Review – Fallen Legion Revenants

JRPGs have gone through countless iterations. From the top down, over world style of Final Fantasy, to massive open world titles like… well yes, also like Final Fantasy. One style that hasn’t been explored maybe as much as it should have though is a 2D, side scrolling style. Think something akin to that of Darkest Dungeon in terms of exploration. That’s where Fallen Legion Revenants comes in, courtesy of YummyYummyTummy, and NIS America.

Fallen Legion Revenants is split between two main characters, working in unison: Lucien, a strong-willed politician, who will do whatever he can to get what he wants, kind of like a real life politician. The other is Rowena, a magical ghost. Lucien handles everything from inside the castle, talking to other characters and progressing the main dialogue of the story. Meanwhile, out in the miasma, where beings are infected, Rowena leads a team of characters to fend off hordes of monsters.

The castle is full of weird characters, like this spooky saving sorcerer.

Starting with Lucien, you’re free to roam around and discuss politics and strategies with the NPCs inside of the castle. You’ll make promises and deals with others that will come up later in the game. This entire gameplay section is purely strategic. You’ll need use your wits and your machiavellianism to progress your position. One key thing to keep in mind is that, much like in previous games in the series, the choices you make can lead to much different outcomes. Remember who you make friends with.

Final stats at the end of an expedition, featuring new perks.

When you go over to Rowena, you’ll be joined by the exemplars. This is your team of battlers, and as you progress through the game, more will become available. Characters are controlled simply with the four buttons on your controller (playing on Switch: A, B, X, and Y). Before each mission, you’ll assign one exemplar to each of the bottom three buttons, with the top (X in this case) being always reserved for Rowena. You don’t control your progression in this part of the game, instead progressing simply from fight to fight. You’ll occasionally stop along the way to make small choices, but usually it’s just simple dialogue progression.

Fallen Legion Battle Plan

I always prefer having my ranged characters on Y.

Battles are your typical “easy to learn, difficult to master” kind of experience. When facing enemies one-on-one, it’s a pretty easy experience. Timing your guards and attacks will come pretty naturally once you learn how each enemy attacks.

Simply enough, right? Well, it is, until there’s more than one enemy. Having enemies that come to you to attack and ranged enemies to keep an eye on at the same time becomes a bit stressful. While you can move across a few designated squares on the battlefield, giving you a few spaces to try to dodge enemies, it’s much more likely you will need to block and parry enemies to avoid taking a beating.

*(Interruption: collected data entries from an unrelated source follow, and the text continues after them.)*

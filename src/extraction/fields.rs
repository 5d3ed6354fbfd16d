use serde_json::{Map, Value};

use super::ExtractError;
use crate::llm::CompletionService;
use crate::models::TBD;

pub const SYSTEM_INSTRUCTION: &str = "You will receive a gig message. The date has already been extracted.

Your job is to return only valid JSON with the following fields:
- \"venue\"
- \"city\"
- \"time\" (like \"8:00 PM\", or \"TBD\" if unknown)

Never guess or invent values. If the venue or city is not in the message, leave it out.
Respond with a single JSON object only, no explanation.
Example:
{
  \"venue\": \"The Pour House\",
  \"city\": \"Raleigh\",
  \"time\": \"9:00 PM\"
}";

#[derive(Debug, Clone, PartialEq, Eq)]
pub struct ExtractedFields {
    pub venue: String,
    pub city: String,
    pub time: String,
}

/// Asks the completion service for venue, city and time and returns its raw
/// reply; [`parse_fields`] reads it.
pub async fn request_fields(
    completion: &dyn CompletionService,
    stripped_message: &str,
) -> Result<String, ExtractError> {
    Ok(completion
        .complete(SYSTEM_INSTRUCTION, stripped_message)
        .await?)
}

/// Reads a reply that must be exactly one JSON object. Nothing is salvaged
/// from text that does not parse.
pub fn parse_fields(raw: &str) -> Result<ExtractedFields, ExtractError> {
    let object = match serde_json::from_str::<Value>(raw.trim()) {
        Ok(Value::Object(map)) => map,
        _ => {
            return Err(ExtractError::MalformedAiResponse {
                raw: raw.to_string(),
            })
        }
    };

    let venue = required_text(&object, "venue", false);
    let city = required_text(&object, "city", false);
    let time = required_text(&object, "time", true);

    match (venue, city, time) {
        (Some(venue), Some(city), Some(time)) => Ok(ExtractedFields { venue, city, time }),
        (venue, city, time) => {
            let missing = [("venue", venue), ("city", city), ("time", time)]
                .into_iter()
                .filter(|(_, value)| value.is_none())
                .map(|(name, _)| name)
                .collect();
            Err(ExtractError::IncompleteExtraction { missing })
        }
    }
}

fn required_text(object: &Map<String, Value>, key: &str, tbd_allowed: bool) -> Option<String> {
    let text = object.get(key)?.as_str()?.trim();
    if text.is_empty() {
        return None;
    }
    if text.eq_ignore_ascii_case(TBD) {
        return tbd_allowed.then(|| TBD.to_string());
    }
    Some(text.to_string())
}
//! Remote reference checker: which of a repository's branches still exist.

use tracing::{debug, instrument};

use crate::core::refs::{branch_ref, parse_ls_remote, presence};
use crate::core::types::RemotePresence;
use crate::error::RemoteError;
use crate::io::git::RefLister;

/// Query `repository` once for all `branches` and report presence per branch.
///
/// The lister is asked only about `refs/heads/<branch>` for the given names,
/// never for a full enumeration of the remote.
#[instrument(skip_all, fields(repository = %repository, branches = branches.len()))]
pub fn check_branches<L: RefLister + ?Sized>(
    lister: &L,
    repository: &str,
    branches: &[String],
) -> Result<Vec<RemotePresence>, RemoteError> {
    let refs: Vec<String> = branches.iter().map(|b| branch_ref(b)).collect();
    let listing = lister.list_heads(repository, &refs)?;
    let existing = parse_ls_remote(&listing);
    debug!(found = existing.len(), "remote listing parsed");
    Ok(presence(branches, &existing))
}

#[cfg(test)]
mod tests {
    use super::*;
    use crate::test_support::ScriptedLister;

    #[test]
    fn asks_only_for_requested_refs() {
        let lister = ScriptedLister::new().with_heads("A", &["feat1"]);
        let branches = vec!["feat1".to_string(), "feat2".to_string()];

        let result = check_branches(&lister, "A", &branches).expect("check");
        assert_eq!(
            result,
            vec![
                RemotePresence {
                    branch: "feat1".to_string(),
                    exists: true,
                },
                RemotePresence {
                    branch: "feat2".to_string(),
                    exists: false,
                },
            ]
        );
        assert_eq!(
            lister.calls(),
            vec![(
                "A".to_string(),
                vec!["refs/heads/feat1".to_string(), "refs/heads/feat2".to_string()]
            )]
        );
    }

    #[test]
    fn lister_failure_is_returned() {
        let lister = ScriptedLister::new().with_failure("A", "connection refused");
        let err = check_branches(&lister, "A", &["main".to_string()]).unwrap_err();
        assert!(err.to_string().contains("connection refused"));
    }
}
//! Group roster records by repository.

use std::collections::HashMap;

use super::types::{RepositoryGroup, RosterRecord};

/// Build one group per repository, in first-seen repository order.
///
/// Each group lists the distinct branch names referenced for that repository,
/// in first-seen order, so the remote is asked about every branch exactly once.
pub fn group_by_repository(records: &[RosterRecord]) -> Vec<RepositoryGroup> {
    let mut groups: Vec<RepositoryGroup> = Vec::new();
    let mut index: HashMap<&str, usize> = HashMap::new();

    for record in records {
        let slot = *index
            .entry(record.repository.as_str())
            .or_insert_with(|| {
                groups.push(RepositoryGroup {
                    repository: record.repository.clone(),
                    branches: Vec::new(),
                });
                groups.len() - 1
            });
        let group = &mut groups[slot];
        if !group.branches.iter().any(|b| b == &record.branch) {
            group.branches.push(record.branch.clone());
        }
    }

    groups
}
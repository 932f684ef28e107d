//! Stable exit codes for the branchcheck CLI.

/// Roster reconciled (or already up to date).
pub const OK: i32 = 0;
/// Settings or roster missing/invalid. No remote call was made.
pub const INVALID: i32 = 1;
/// A remote listing failed under the strict policy. Roster untouched.
pub const REMOTE: i32 = 2;
/// The reconciled roster could not be written. Original roster intact.
pub const WRITE: i32 = 3;
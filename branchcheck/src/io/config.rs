//! Settings loaded from a `KEY=VALUE` file.
//!
//! ```text
//! # branchcheck.conf
//! ROSTER_PATH=/checkbranches/branchlist.csv
//! GIT_USER=my-user
//! GIT_TOKEN=my-password
//! GIT_BASE=example.com/path/to/git
//! ```
//!
//! Blank lines and `#` comments are skipped. Lines are split on the first `=`
//! only, so values may contain `=`.

use std::collections::HashMap;
use std::fs;
use std::path::{Path, PathBuf};

use secrecy::SecretString;
use tracing::{debug, warn};

use super::remote_access::RemoteAccess;
use crate::error::CheckError;

/// Settings file used when neither `--settings` nor `BRANCHCHECK_SETTINGS` is given.
pub const DEFAULT_SETTINGS_FILE: &str = "branchcheck.conf";

/// Fixed name of the scratch file written next to the roster.
pub const TEMP_FILE_NAME: &str = "tempfile.csv";

pub const KEY_ROSTER_PATH: &str = "ROSTER_PATH";
pub const KEY_GIT_USER: &str = "GIT_USER";
pub const KEY_GIT_TOKEN: &str = "GIT_TOKEN";
pub const KEY_GIT_BASE: &str = "GIT_BASE";

const KNOWN_KEYS: [&str; 4] = [KEY_ROSTER_PATH, KEY_GIT_USER, KEY_GIT_TOKEN, KEY_GIT_BASE];

/// Configuration for one run, built once at startup and passed by reference.
#[derive(Debug)]
pub struct CheckConfig {
    pub roster_path: PathBuf,
    /// Same directory as the roster, named [`TEMP_FILE_NAME`].
    pub temp_path: PathBuf,
    pub remote: RemoteAccess,
}

impl CheckConfig {
    pub fn new(roster_path: impl Into<PathBuf>, remote: RemoteAccess) -> Self {
        let roster_path = roster_path.into();
        let temp_path = temp_path_for(&roster_path);
        Self {
            roster_path,
            temp_path,
            remote,
        }
    }
}

/// Scratch path derived from the roster path.
pub fn temp_path_for(roster_path: &Path) -> PathBuf {
    match roster_path.parent() {
        Some(dir) => dir.join(TEMP_FILE_NAME),
        None => PathBuf::from(TEMP_FILE_NAME),
    }
}

/// Load and validate the settings file at `path`.
///
/// A relative `ROSTER_PATH` is resolved against the settings file's directory.
pub fn load_config(path: &Path) -> Result<CheckConfig, CheckError> {
    if !path.exists() {
        return Err(CheckError::ConfigMissing {
            path: path.to_path_buf(),
        });
    }
    let contents = fs::read_to_string(path).map_err(|err| CheckError::ConfigInvalid {
        path: path.to_path_buf(),
        message: format!("unreadable: {err}"),
    })?;
    let mut settings = parse_settings(&contents).map_err(|message| CheckError::ConfigInvalid {
        path: path.to_path_buf(),
        message,
    })?;

    for key in settings.keys() {
        if !KNOWN_KEYS.contains(&key.as_str()) {
            warn!(key = %key, path = %path.display(), "ignoring unknown settings key");
        }
    }

    let mut required = |key: &'static str| {
        settings
            .remove(key)
            .filter(|value| !value.is_empty())
            .ok_or_else(|| CheckError::ConfigKeyMissing {
                path: path.to_path_buf(),
                key,
            })
    };
    let roster = required(KEY_ROSTER_PATH)?;
    let user = required(KEY_GIT_USER)?;
    let token = SecretString::from(required(KEY_GIT_TOKEN)?);
    let base = required(KEY_GIT_BASE)?;

    let invalid = |message: String| CheckError::ConfigInvalid {
        path: path.to_path_buf(),
        message,
    };
    let remote = RemoteAccess::new(&base, user, token).map_err(invalid)?;

    let mut roster_path = PathBuf::from(roster);
    if roster_path.is_relative()
        && let Some(dir) = path.parent()
    {
        roster_path = dir.join(roster_path);
    }
    if roster_path.file_name().is_some_and(|name| name == TEMP_FILE_NAME) {
        return Err(invalid(format!(
            "{KEY_ROSTER_PATH} must not be named {TEMP_FILE_NAME} (reserved for the scratch file)"
        )));
    }

    let cfg = CheckConfig::new(roster_path, remote);
    debug!(
        roster = %cfg.roster_path.display(),
        temp = %cfg.temp_path.display(),
        user = cfg.remote.username(),
        "settings loaded"
    );
    Ok(cfg)
}

/// Parse `KEY=VALUE` lines. Later duplicates override earlier ones.
pub fn parse_settings(contents: &str) -> Result<HashMap<String, String>, String> {
    let mut settings = HashMap::new();
    for (idx, raw) in contents.lines().enumerate() {
        let line = raw.trim();
        if line.is_empty() || line.starts_with('#') {
            continue;
        }
        let Some((key, value)) = line.split_once('=') else {
            return Err(format!("line {}: expected KEY=VALUE", idx + 1));
        };
        let key = key.trim();
        if key.is_empty() {
            return Err(format!("line {}: empty key", idx + 1));
        }
        settings.insert(key.to_string(), value.trim().to_string());
    }
    Ok(settings)
}

#[cfg(test)]
mod tests {
    use super::*;

    const VALID: &str = "\
# roster audit
ROSTER_PATH=roster.csv

GIT_USER=alice
GIT_TOKEN=abc=def==
GIT_BASE=git.example.com/scm
";

    #[test]
    fn splits_on_first_equals_and_skips_comments() {
        let settings = parse_settings(VALID).expect("parse");
        assert_eq!(settings.len(), 4);
        assert_eq!(settings["GIT_TOKEN"], "abc=def==");
        assert_eq!(settings["ROSTER_PATH"], "roster.csv");
    }

    #[test]
    fn line_without_equals_is_rejected() {
        let err = parse_settings("GIT_USER=alice\nnonsense\n").unwrap_err();
        assert!(err.contains("line 2"));
    }

    #[test]
    fn load_resolves_roster_next_to_settings() {
        let temp = tempfile::tempdir().expect("tempdir");
        let settings = temp.path().join("branchcheck.conf");
        fs::write(&settings, VALID).expect("write settings");

        let cfg = load_config(&settings).expect("load");
        assert_eq!(cfg.roster_path, temp.path().join("roster.csv"));
        assert_eq!(cfg.temp_path, temp.path().join(TEMP_FILE_NAME));
        assert_eq!(
            cfg.remote.redacted_url("app"),
            "https://alice@git.example.com/scm/app"
        );
    }

    #[test]
    fn load_missing_file_is_config_missing() {
        let temp = tempfile::tempdir().expect("tempdir");
        let err = load_config(&temp.path().join("absent.conf")).unwrap_err();
        assert!(matches!(err, CheckError::ConfigMissing { .. }));
    }

    #[test]
    fn missing_or_empty_key_is_reported_by_name() {
        let temp = tempfile::tempdir().expect("tempdir");
        let settings = temp.path().join("branchcheck.conf");
        fs::write(
            &settings,
            "ROSTER_PATH=roster.csv\nGIT_USER=alice\nGIT_TOKEN=\nGIT_BASE=h\n",
        )
        .expect("write settings");

        let err = load_config(&settings).unwrap_err();
        assert!(matches!(
            err,
            CheckError::ConfigKeyMissing {
                key: KEY_GIT_TOKEN,
                ..
            }
        ));
    }

    #[test]
    fn roster_named_like_scratch_file_is_rejected() {
        let temp = tempfile::tempdir().expect("tempdir");
        let settings = temp.path().join("branchcheck.conf");
        fs::write(
            &settings,
            "ROSTER_PATH=tempfile.csv\nGIT_USER=a\nGIT_TOKEN=t\nGIT_BASE=h\n",
        )
        .expect("write settings");
        let err = load_config(&settings).unwrap_err();
        assert!(matches!(err, CheckError::ConfigInvalid { .. }));
    }
}
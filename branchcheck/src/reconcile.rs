//! Reconciliation driver: LOAD → GROUP → QUERY → FILTER → PERSIST.
//!
//! Runs strictly sequentially. Each repository is queried once, with every
//! distinct branch the roster references for it, and the next query starts only
//! after the previous one returned.

use std::fs;
use std::io::ErrorKind;
use std::path::Path;

use tracing::{debug, info, instrument, warn};

use crate::check::check_branches;
use crate::core::filter::{PresenceMap, judge, record_presence, survivors};
use crate::core::grouping::group_by_repository;
use crate::core::types::{FailurePolicy, Roster, RosterRecord, Verdict};
use crate::error::CheckError;
use crate::io::config::CheckConfig;
use crate::io::git::RefLister;
use crate::io::roster_store::{read_roster, write_roster};

/// Knobs for a single run.
#[derive(Debug, Clone, Copy, Default)]
pub struct ReconcileOptions {
    pub policy: FailurePolicy,
    /// Compute verdicts but never touch the roster file.
    pub dry_run: bool,
}

/// What happened to the roster file.
#[derive(Debug, Clone, Copy, PartialEq, Eq)]
pub enum PersistOutcome {
    /// Survivors were written to the temp file and renamed over the roster.
    Written,
    /// Nothing was dropped; the roster was left byte-identical.
    Unchanged,
    /// `dry_run` was set; the roster was not touched.
    DryRun,
}

/// Verdicts for one repository, in roster order.
#[derive(Debug, Clone, PartialEq, Eq)]
pub struct RepositoryReport {
    pub repository: String,
    pub verdicts: Vec<Verdict>,
    /// Remote failure that was tolerated under [`FailurePolicy::Lenient`].
    pub failure: Option<String>,
}

/// Result of a completed run.
#[derive(Debug, Clone, PartialEq, Eq)]
pub struct ReconcileOutcome {
    /// One report per repository, first-seen order.
    pub repositories: Vec<RepositoryReport>,
    pub kept: usize,
    pub dropped: usize,
    pub persist: PersistOutcome,
}

impl ReconcileOutcome {
    /// Repositories whose listing failed and were treated as empty.
    pub fn failed_repositories(&self) -> impl Iterator<Item = &RepositoryReport> {
        self.repositories.iter().filter(|r| r.failure.is_some())
    }
}

/// Reconcile the roster named by `config` against the remote.
///
/// Under [`FailurePolicy::Strict`] the first remote failure aborts the run
/// before anything is written.
pub fn reconcile<L: RefLister + ?Sized>(
    config: &CheckConfig,
    lister: &L,
    options: &ReconcileOptions,
) -> Result<ReconcileOutcome, CheckError> {
    reconcile_with_progress(config, lister, options, |_| {})
}

/// Like [`reconcile`], calling `on_repository` as soon as each repository's
/// query has been answered (or tolerated as failed).
///
/// Reports already delivered stay delivered when a later repository aborts
/// the run.
#[instrument(
    skip_all,
    fields(
        roster = %config.roster_path.display(),
        policy = ?options.policy,
        dry_run = options.dry_run
    )
)]
pub fn reconcile_with_progress<L, F>(
    config: &CheckConfig,
    lister: &L,
    options: &ReconcileOptions,
    mut on_repository: F,
) -> Result<ReconcileOutcome, CheckError>
where
    L: RefLister + ?Sized,
    F: FnMut(&RepositoryReport),
{
    let roster = read_roster(&config.roster_path)?;

    // A scratch file left by an interrupted run must not outlive this one.
    remove_scratch(&config.temp_path);

    let groups = group_by_repository(&roster.records);
    debug!(
        repositories = groups.len(),
        records = roster.records.len(),
        "roster grouped"
    );

    let mut presence = PresenceMap::new();
    let mut repositories = Vec::with_capacity(groups.len());
    for group in &groups {
        info!(
            repository = %group.repository,
            branches = group.branches.len(),
            "checking repository"
        );
        let mut failure = None;
        match check_branches(lister, &group.repository, &group.branches) {
            Ok(results) => record_presence(&mut presence, &group.repository, results),
            Err(source) => match options.policy {
                FailurePolicy::Strict => {
                    return Err(CheckError::RemoteQuery {
                        repository: group.repository.clone(),
                        source,
                    });
                }
                FailurePolicy::Lenient => {
                    warn!(
                        repository = %group.repository,
                        err = %source,
                        "remote query failed, treating every branch as gone"
                    );
                    failure = Some(source.to_string());
                }
            },
        }

        let records: Vec<RosterRecord> = roster
            .records
            .iter()
            .filter(|r| r.repository == group.repository)
            .cloned()
            .collect();
        let report = RepositoryReport {
            repository: group.repository.clone(),
            verdicts: judge(&records, &presence),
            failure,
        };
        on_repository(&report);
        repositories.push(report);
    }

    let verdicts = judge(&roster.records, &presence);
    let kept = survivors(&verdicts);
    let dropped = verdicts.len() - kept.len();

    let persist = if options.dry_run {
        PersistOutcome::DryRun
    } else if dropped == 0 {
        debug!("nothing dropped, roster left untouched");
        PersistOutcome::Unchanged
    } else {
        let pruned = roster.with_records(kept.clone());
        persist_roster(&config.temp_path, &config.roster_path, &pruned)?;
        PersistOutcome::Written
    };

    info!(kept = kept.len(), dropped, ?persist, "reconciliation finished");
    Ok(ReconcileOutcome {
        repositories,
        kept: kept.len(),
        dropped,
        persist,
    })
}

/// Write `roster` to `temp_path`, then rename it over `roster_path`.
///
/// The original roster is only ever replaced by the rename. On any error the
/// temp file is removed.
pub(crate) fn persist_roster(
    temp_path: &Path,
    roster_path: &Path,
    roster: &Roster,
) -> Result<(), CheckError> {
    let mut scratch = ScratchFile::new(temp_path);
    write_roster(temp_path, roster)?;
    fs::rename(temp_path, roster_path).map_err(|source| CheckError::WriteFailed {
        path: roster_path.to_path_buf(),
        source,
    })?;
    scratch.keep();
    debug!(path = %roster_path.display(), "roster replaced");
    Ok(())
}

/// Removes the scratch file on drop unless [`ScratchFile::keep`] was called.
struct ScratchFile<'a> {
    path: &'a Path,
    armed: bool,
}

impl<'a> ScratchFile<'a> {
    fn new(path: &'a Path) -> Self {
        Self { path, armed: true }
    }

    fn keep(&mut self) {
        self.armed = false;
    }
}

impl Drop for ScratchFile<'_> {
    fn drop(&mut self) {
        if self.armed {
            remove_scratch(self.path);
        }
    }
}

/// Best-effort removal of the scratch file; a missing file is fine.
fn remove_scratch(path: &Path) {
    match fs::remove_file(path) {
        Ok(()) => debug!(path = %path.display(), "removed scratch file"),
        Err(err) if err.kind() == ErrorKind::NotFound => {}
        Err(err) => warn!(path = %path.display(), err = %err, "failed to remove scratch file"),
    }
}
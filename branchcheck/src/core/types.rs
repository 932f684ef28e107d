//! Shared deterministic types for roster reconciliation.
//!
//! These types carry no I/O and no credentials; they are the contract between
//! the roster store, the remote checker and the reconciliation driver.

use std::fmt;

/// One tracked `(repository, branch, owner)` line of the roster.
///
/// Identity is the ordered triple. Duplicates are legal and kept independently.
#[derive(Debug, Clone, PartialEq, Eq, Hash)]
pub struct RosterRecord {
    pub repository: String,
    pub branch: String,
    pub owner: String,
}

impl RosterRecord {
    pub fn new(
        repository: impl Into<String>,
        branch: impl Into<String>,
        owner: impl Into<String>,
    ) -> Self {
        Self {
            repository: repository.into(),
            branch: branch.into(),
            owner: owner.into(),
        }
    }

    /// Serialize as a single roster line (no trailing newline).
    pub fn to_line(&self) -> String {
        format!("{},{},{}", self.repository, self.branch, self.owner)
    }
}

impl fmt::Display for RosterRecord {
    fn fmt(&self, f: &mut fmt::Formatter<'_>) -> fmt::Result {
        write!(f, "{}/{}", self.repository, self.branch)
    }
}

/// Parsed roster file: opaque header plus records in file order.
#[derive(Debug, Clone, PartialEq, Eq)]
pub struct Roster {
    /// First line of the file, passed through byte-for-byte.
    pub header: String,
    pub records: Vec<RosterRecord>,
    /// Whether the source file ended with `\n`.
    pub trailing_newline: bool,
}

impl Roster {
    /// Same header and newline convention, different records.
    pub fn with_records(&self, records: Vec<RosterRecord>) -> Self {
        Self {
            header: self.header.clone(),
            records,
            trailing_newline: self.trailing_newline,
        }
    }

    /// Render the file contents exactly as they will be written to disk.
    pub fn render(&self) -> String {
        let mut out = self.header.clone();
        for record in &self.records {
            out.push('\n');
            out.push_str(&record.to_line());
        }
        if self.trailing_newline {
            out.push('\n');
        }
        out
    }
}

/// Distinct branch names referenced for one repository.
#[derive(Debug, Clone, PartialEq, Eq)]
pub struct RepositoryGroup {
    pub repository: String,
    /// Distinct branch names, first-seen order.
    pub branches: Vec<String>,
}

/// Remote answer for one queried branch.
#[derive(Debug, Clone, PartialEq, Eq)]
pub struct RemotePresence {
    pub branch: String,
    pub exists: bool,
}

/// What to do when the remote listing for a repository fails.
#[derive(Debug, Clone, Copy, PartialEq, Eq, Default)]
pub enum FailurePolicy {
    /// Abort the whole run and leave the roster untouched.
    #[default]
    Strict,
    /// Treat the repository as having no branches and keep going.
    ///
    /// A transient outage drops every record of that repository.
    Lenient,
}

/// Per-record outcome of the filter step.
#[derive(Debug, Clone, PartialEq, Eq)]
pub struct Verdict {
    pub record: RosterRecord,
    pub exists: bool,
}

Parrying enemies and beating on them can stagger them, which will let you do massive damage and is key to winning any fight.

While the art and character design of the game are well done, and the dialogue is interesting, the music in Fallen Legion Revenants is a half step back. The reason I say a half step is because, while the music does work with the game and scenery, it’s not very memorable. The music within the castle is quite regal, while out in the field, it is more ominous, but nothing stands out as particularly interesting. The other major gripe is within the battles themselves. When a large character stands in front of a smaller one, you’re entirely unable to see what they might do. Normally an annoyance when fighting a large shield enemy and an enemy with a gun, it’s hard to see the tell that let’s you know that a shot is being fired and you need to block. Small issue, but issue all the same.

Fallen Legion Revenant Combat

Managed to reflect the shot back, but i can barely see the guy who shot it.

Fallen Legion Revenants stands as a much more unique JRPG experience. Despite being the fourth game in the series, you can dive right into it without any previous knowledge of the franchise. If you’re bored of the traditional JRPG style, this is one that is definitely worth diving into and giving a shot. Between memorable characters, dialogue options that will make you seriously think, and intricate battle systems, Fallen Legion Revenants is a great start of the year for fans of JRPGs and single player experiences in general.


Graphics: 8.0

A very clean looking art style, with clear distinction between the nice and neat indoors of the castle, and the wasteland infected by the miasma.

Gameplay: 7.5

An intuitive JRPG that mixes some of the better qualities that have been made popular by the previous games of the series.

Sound: 6.0

Nice, fitting music in each of the various areas. Nothing that stands out too much, but a fitting tune to keep interest alive.

Fun Factor: 7.5

A great addition to the Fallen Legion series. Nothing much has been added from the previous games, mostly more of the same, but why fix what isn’t broken?

Final Verdict: 7.5

Fallen Legion Revenants is available now on Nintendo Switch and Playstation 4.

Reviewed on Nintendo Switch.

A copy of Fallen Legion Revenants was provided by the publisher.